X_train = pima_train[['glu', 'bmi']].values
Y_train = pima_train['type'].map({'Yes':1, 'No':0})

qdf = QuadraticDiscriminantFunction(threshold=0)
qdf.fit(X_train, Y_train)
ldf = LinearDiscriminantFunction(threshold=0)
ldf.fit(X_train, Y_train)

X1_min, X1_max = np.min(X_train[:, 0])-1, np.max(X_train[:, 0])+1
X2_min, X2_max = np.min(X_train[:, 1])-1, np.max(X_train[:, 1])+1
X1, X2 = np.meshgrid(np.arange(X1_min, X1_max, 1), np.arange(X2_min, X2_max, 0.5))
X = np.c_[X1.ravel(), X2.ravel()]

Y_qdf_pred = qdf.predict(X)
Y_ldf_pred = ldf.predict(X)

--Bayesian discrimination boundary obtained from the secondary discriminant function --Fig. 4.9 (a)
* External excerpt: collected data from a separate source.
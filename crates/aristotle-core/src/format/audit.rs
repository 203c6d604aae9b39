//! `/audit` responses: abstract coverage statistics.
//!
//! Two textual shapes are understood. The rich shape is a block that opens
//! with a `Database Statistics` line and may end in a `Database Status:`
//! line. The simple shape is flat `Label: value` lines plus per-paper dumps
//! that open with a `paperId:` line. Anything else is shown verbatim.

use crate::document::{Block, StructuredDocument, Tone};

const RICH_HEADER: &str = "Database Statistics";
const STATUS_LABEL: &str = "Database Status:";
const HEALTHY_MARKER: char = '✅';
const PAPER_ID_LABEL: &str = "paperid:";
const SIMPLE_LABELS: [&str; 4] = [
    "Total:",
    "With abstracts:",
    "Without abstracts:",
    "Sample missing IDs:",
];

/// Audit strategy.
pub fn format(raw: &str, _argument: &str) -> StructuredDocument {
    rich(raw)
        .or_else(|| simple(raw))
        .unwrap_or_else(|| verbatim(raw))
}

/// Whether a status text reports a healthy database.
pub fn status_tone(status: &str) -> Tone {
    if status.contains(HEALTHY_MARKER) {
        Tone::Success
    } else {
        Tone::Failure
    }
}

fn rich(raw: &str) -> Option<StructuredDocument> {
    let mut lines = raw.lines().skip_while(|line| !line.contains(RICH_HEADER));
    lines.next()?;

    let mut doc = StructuredDocument::new();
    doc.push(Block::heading(2, RICH_HEADER));
    let mut recognised = 0usize;

    for line in lines {
        let trimmed = line.trim();
        if let Some(status) = trimmed.strip_prefix(STATUS_LABEL) {
            let status = status.trim();
            doc.push(Block::KeyValueRow {
                label: "Database Status".to_string(),
                value: status.to_string(),
                emphasis: Some(status_tone(status)),
                indent: 0,
            });
            recognised += 1;
            break;
        }
        if let Some((label, value)) = label_value(trimmed) {
            doc.push(Block::row(label, value));
            recognised += 1;
        }
    }

    (recognised > 0).then_some(doc)
}

fn simple(raw: &str) -> Option<StructuredDocument> {
    let mut doc = StructuredDocument::new();
    let mut recognised = 0usize;
    let mut in_paper = false;

    for line in raw.lines() {
        let trimmed = line.trim();
        if trimmed.is_empty() {
            in_paper = false;
            continue;
        }

        if let Some(label) = SIMPLE_LABELS.iter().find(|label| trimmed.starts_with(*label)) {
            let value = trimmed[label.len()..].trim();
            doc.push(Block::row(label.trim_end_matches(':'), value));
            recognised += 1;
            in_paper = false;
            continue;
        }

        if starts_with_ignore_case(trimmed, PAPER_ID_LABEL) {
            let id = trimmed[PAPER_ID_LABEL.len()..].trim();
            doc.push(Block::heading(3, format!("Paper {id}")));
            recognised += 1;
            in_paper = true;
            continue;
        }

        match label_value(trimmed) {
            Some((label, value)) if in_paper => {
                if label == "url" && value.starts_with("http") {
                    doc.push(Block::link(value, value, 1));
                } else {
                    doc.push(Block::KeyValueRow {
                        label: label.to_string(),
                        value: value.to_string(),
                        emphasis: None,
                        indent: 1,
                    });
                }
            },
            _ => doc.push(Block::indented(trimmed)),
        }
    }

    (recognised > 0).then_some(doc)
}

fn verbatim(raw: &str) -> StructuredDocument {
    StructuredDocument::from(vec![Block::LineBroken {
        lines: raw.lines().map(str::to_owned).collect(),
    }])
}

fn label_value(line: &str) -> Option<(&str, &str)> {
    let (label, value) = line.split_once(':')?;
    let label = label.trim().trim_start_matches(['-', '•', '*']).trim();
    if label.is_empty() {
        return None;
    }
    Some((label, value.trim()))
}

fn starts_with_ignore_case(text: &str, prefix: &str) -> bool {
    text.get(..prefix.len())
        .is_some_and(|head| head.eq_ignore_ascii_case(prefix))
}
plt.contour(X1, X2, Y_qdf_pred.reshape(X1.shape), colors='limegreen')
for t in ['Yes', 'No']:
    pima_tmp = pima_train[pima_train['type']==t]
    plt.scatter(pima_tmp['glu'], pima_tmp['bmi'], label=t)
plt.legend()
plt.xlabel('glu')
plt.ylabel('bmi')
plt.xlim([50, 200])
plt.ylim([15, 50])
plt.show()

--Error rate of secondary discriminant function

X_test = pima_test[['glu', 'bmi']].values
Y_test = pima_test['type'].map({'Yes':1, 'No':0})
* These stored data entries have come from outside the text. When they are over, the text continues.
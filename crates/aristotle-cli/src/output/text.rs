//! Text output formatting

use aristotle_core::{Block, LogEntry, LogKind, RichText, Span, StructuredDocument, Tone};
use colored::{ColoredString, Colorize};

const INDENT: &str = "   ";
const DIVIDER_WIDTH: usize = 40;

/// Render a document for the terminal.
///
/// Headings other than the first are preceded by a blank line. The result
/// has no trailing newline.
pub fn render(doc: &StructuredDocument) -> String {
    let mut lines: Vec<String> = Vec::new();
    for block in doc.blocks() {
        if matches!(block, Block::Heading { .. }) && !lines.is_empty() {
            lines.push(String::new());
        }
        render_block(block, &mut lines);
    }
    lines.join("\n")
}

fn render_block(block: &Block, lines: &mut Vec<String>) {
    match block {
        Block::Heading { level, text } => {
            let styled = match *level {
                1 => text.bold().underline(),
                2 => text.bold(),
                _ => text.bold().dimmed(),
            };
            lines.push(styled.to_string());
        },
        Block::Paragraph { text, indent, tone } => {
            lines.push(format!("{}{}", indent_of(*indent), rich(text, *tone)));
        },
        Block::List { ordered, items } => {
            for (idx, item) in items.iter().enumerate() {
                let marker = if *ordered {
                    format!("{}.", idx + 1)
                } else {
                    "•".to_string()
                };
                lines.push(format!("{INDENT}{marker} {}", rich(item, None)));
            }
        },
        Block::KeyValueRow {
            label,
            value,
            emphasis,
            indent,
        } => {
            lines.push(format!(
                "{}{}: {}",
                indent_of(*indent),
                label.bold(),
                paint(value, *emphasis)
            ));
        },
        Block::LinkLine { url, label, indent } => {
            let line = if label == url {
                url.underline().to_string()
            } else {
                format!("{label} {}", format!("<{url}>").underline())
            };
            lines.push(format!("{}{line}", indent_of(*indent)));
        },
        Block::Divider => lines.push("─".repeat(DIVIDER_WIDTH).dimmed().to_string()),
        Block::Preformatted { text } => lines.push(text.clone()),
        Block::LineBroken { lines: raw } => lines.extend(raw.iter().cloned()),
    }
}

fn indent_of(depth: u8) -> String {
    INDENT.repeat(usize::from(depth))
}

fn rich(text: &RichText, tone: Option<Tone>) -> String {
    text.spans()
        .iter()
        .map(|span| {
            let painted = paint(span.as_str(), tone);
            match span {
                Span::Text(_) => painted.to_string(),
                Span::Strong(_) => painted.bold().to_string(),
                Span::Emphasis(_) => painted.italic().to_string(),
            }
        })
        .collect()
}

fn paint(text: &str, tone: Option<Tone>) -> ColoredString {
    match tone {
        Some(Tone::Success) => text.green(),
        Some(Tone::Failure) => text.red(),
        Some(Tone::Warning) => text.yellow(),
        Some(Tone::Accent) => text.cyan(),
        Some(Tone::Neutral) | None => text.normal(),
    }
}

/// One activity log line: `HH:MM:SS icon message`.
pub fn log_line(entry: &LogEntry) -> String {
    let message = match entry.kind {
        LogKind::Stage => entry.message.bold(),
        LogKind::Info => entry.message.normal(),
        LogKind::Success => entry.message.green(),
        LogKind::Error => entry.message.red(),
        LogKind::Warning => entry.message.yellow(),
    };
    format!(
        "{} {} {message}",
        entry.timestamp.format("%H:%M:%S").to_string().dimmed(),
        entry.icon()
    )
}

#[cfg(test)]
#[allow(clippy::unwrap_used)]
mod tests {
    use super::*;
    use chrono::{Local, TimeZone};

    fn plain() {
        colored::control::set_override(false);
    }

    #[test]
    fn test_renders_rows_lists_and_links() {
        // Given: A document mixing block kinds
        plain();
        let doc = StructuredDocument::from(vec![
            Block::heading(2, "Fact check"),
            Block::row("Verdict", "Supported"),
            Block::List {
                ordered: true,
                items: vec![RichText::plain("first"), RichText::plain("second")],
            },
            Block::link("https://x.org", "1) Deep Sets (2017)", 1),
            Block::link("https://y.org", "https://y.org", 0),
        ]);

        // When: Rendering as text
        let out = render(&doc);

        // Then: Each block lands on its own line with its indentation
        assert_eq!(
            out,
            "Fact check\nVerdict: Supported\n   1. first\n   2. second\n   1) Deep Sets (2017) <https://x.org>\nhttps://y.org"
        );
    }

    #[test]
    fn test_blank_line_before_later_headings() {
        plain();
        let doc = StructuredDocument::from(vec![
            Block::heading(2, "Summary"),
            Block::indented("body"),
            Block::heading(3, "Citations"),
        ]);
        assert_eq!(render(&doc), "Summary\n   body\n\nCitations");
    }

    #[test]
    fn test_verbatim_blocks_are_untouched() {
        plain();
        let doc = StructuredDocument::from(vec![
            Block::Preformatted {
                text: "a  b\n  c".into(),
            },
            Block::LineBroken {
                lines: vec!["x".into(), "y".into()],
            },
            Block::Divider,
        ]);
        assert_eq!(render(&doc), format!("a  b\n  c\nx\ny\n{}", "─".repeat(40)));
    }

    #[test]
    fn test_inline_spans_keep_their_text() {
        plain();
        let doc = StructuredDocument::from(vec![Block::paragraph(RichText(vec![
            Span::Text("a ".into()),
            Span::Strong("b".into()),
            Span::Emphasis("c".into()),
        ]))]);
        assert_eq!(render(&doc), "a bc");
    }

    #[test]
    fn test_log_line_layout() {
        plain();
        let entry = LogEntry {
            timestamp: Local.with_ymd_and_hms(2024, 5, 1, 9, 3, 7).single().unwrap(),
            kind: LogKind::Warning,
            message: "slow upstream".into(),
        };
        assert_eq!(log_line(&entry), "09:03:07 ⚠️ slow upstream");
    }
}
Y_train_qdf_pred = qdf.predict(X_train)
print('error rate (train) = {:.1f}%'.format(np.mean(Y_train_qdf_pred != Y_train)*100))
Y_test_qdf_pred = qdf.predict(X_test)
print('error rate (test) = {:.1f}%'.format(np.mean(Y_test_qdf_pred != Y_test)*100))

#output=>
# error rate (train) = 24.5%
# error rate (test) = 23.8%

--Bayesian discrimination boundary obtained from linear discriminant function --Fig. 4.9 (b)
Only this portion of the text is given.